It is an all but too familiar news report about 60 Michigan preneed contract purchasers having lost all their money, the industry response described the protections afforded by state law.
The MFDA statement drew some rebuke on an industry chat page, including one post recommending that state FD associations take a greater role in educating the public. However, consumer advocate groups will readily acknowledge that “educating the public’ on the risks of the preneed transaction is a difficult task that often occurs after the fact.
The MFDA offers good advice regarding the protections provided by Michigan law, but consumer advocates would be more impressed if the association offered that same advice on their website, and through printed disclosures at member funeral homes.
Once the preneed contract is sold, the industry has long felt it was best to limit communications with the consumer. This ‘perception’ was reflected in the following assertion made in one of the lawsuits filed against the Illinois Funeral Directors Association:
One of the benefits of the Preneed Trust Tax-Exempt Fund was to avoid reminding the preneed customers of their own mortality with an annual mailing of an interest reporting form (Form 1099). The mortality concept has always been critical to the satisfaction of preneed customers insofar as it allowed choices to be made by the customers while sparing their survivors the emotional and financial obligations associated with a funeral.

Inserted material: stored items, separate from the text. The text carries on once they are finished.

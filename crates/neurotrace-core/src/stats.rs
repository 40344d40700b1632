//! O(N) summary statistics over a parsed morphology

use std::collections::{BTreeMap, BTreeSet};

use serde::{Deserialize, Serialize};

use crate::model::{distance, Morphology};

#[derive(Debug, Clone, Default, PartialEq, Serialize, Deserialize)]
pub struct MorphologyStats {
    pub total_nodes: usize,
    /// Summed parent-child Euclidean distance, µm.
    pub total_length: f64,
    pub branch_points: usize,
    pub terminal_tips: usize,
    pub max_path_distance: f64,
    pub max_branch_order: u32,
    pub node_count_by_type: BTreeMap<i32, usize>,
    pub root_count: usize,
}

/// Compute summary statistics.
///
/// One O(N) pass for counts and total length, then one iterative DFS per
/// root for max path distance and max branch order — branch order only
/// increments when passing through a node with 2+ children.
pub fn compute_stats(result: &Morphology) -> MorphologyStats {
    let mut stats = MorphologyStats {
        total_nodes: result.nodes.len(),
        root_count: result.roots.len(),
        ..Default::default()
    };

    for (&id, node) in &result.nodes {
        *stats.node_count_by_type.entry(node.node_type).or_insert(0) += 1;

        if node.parent_id != -1 {
            if let Some(parent) = result.nodes.get(&node.parent_id) {
                stats.total_length += distance(node, parent);
            }
        }

        let child_count = result.children(id).len();
        if child_count >= 2 {
            stats.branch_points += 1;
        }
        if child_count == 0 {
            stats.terminal_tips += 1;
        }
    }

    struct Frame {
        id: i64,
        cumulative_distance: f64,
        branch_order: u32,
    }

    for &root_id in &result.roots {
        let mut stack = vec![Frame {
            id: root_id,
            cumulative_distance: 0.0,
            branch_order: 0,
        }];
        let mut visited: BTreeSet<i64> = BTreeSet::new();

        while let Some(frame) = stack.pop() {
            if !visited.insert(frame.id) {
                continue;
            }
            let Some(node) = result.nodes.get(&frame.id) else {
                continue;
            };

            let mut edge_len = 0.0;
            if node.parent_id != -1 {
                if let Some(parent) = result.nodes.get(&node.parent_id) {
                    edge_len = distance(node, parent);
                }
            }

            let dist = frame.cumulative_distance + edge_len;
            if dist > stats.max_path_distance {
                stats.max_path_distance = dist;
            }
            if frame.branch_order > stats.max_branch_order {
                stats.max_branch_order = frame.branch_order;
            }

            let children = result.children(frame.id);
            let is_branch = children.len() >= 2;
            for &child_id in children {
                if !visited.contains(&child_id) {
                    stack.push(Frame {
                        id: child_id,
                        cumulative_distance: dist,
                        branch_order: if is_branch {
                            frame.branch_order + 1
                        } else {
                            frame.branch_order
                        },
                    });
                }
            }
        }
    }

    stats
}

The tax-exempt option was and remains the preferred choice for approximately 75% of preneed customers.
But as the MFDA statement suggests, consumers are better protected when annual statements are provided. In contrast to the old perception, regular contact between the funeral home and the consumer could be used to strengthen the consumer’s loyalty with the funeral home. Such contact could also help reduce another age-old preneed problem: but Mom said her preneed contract took care of everything.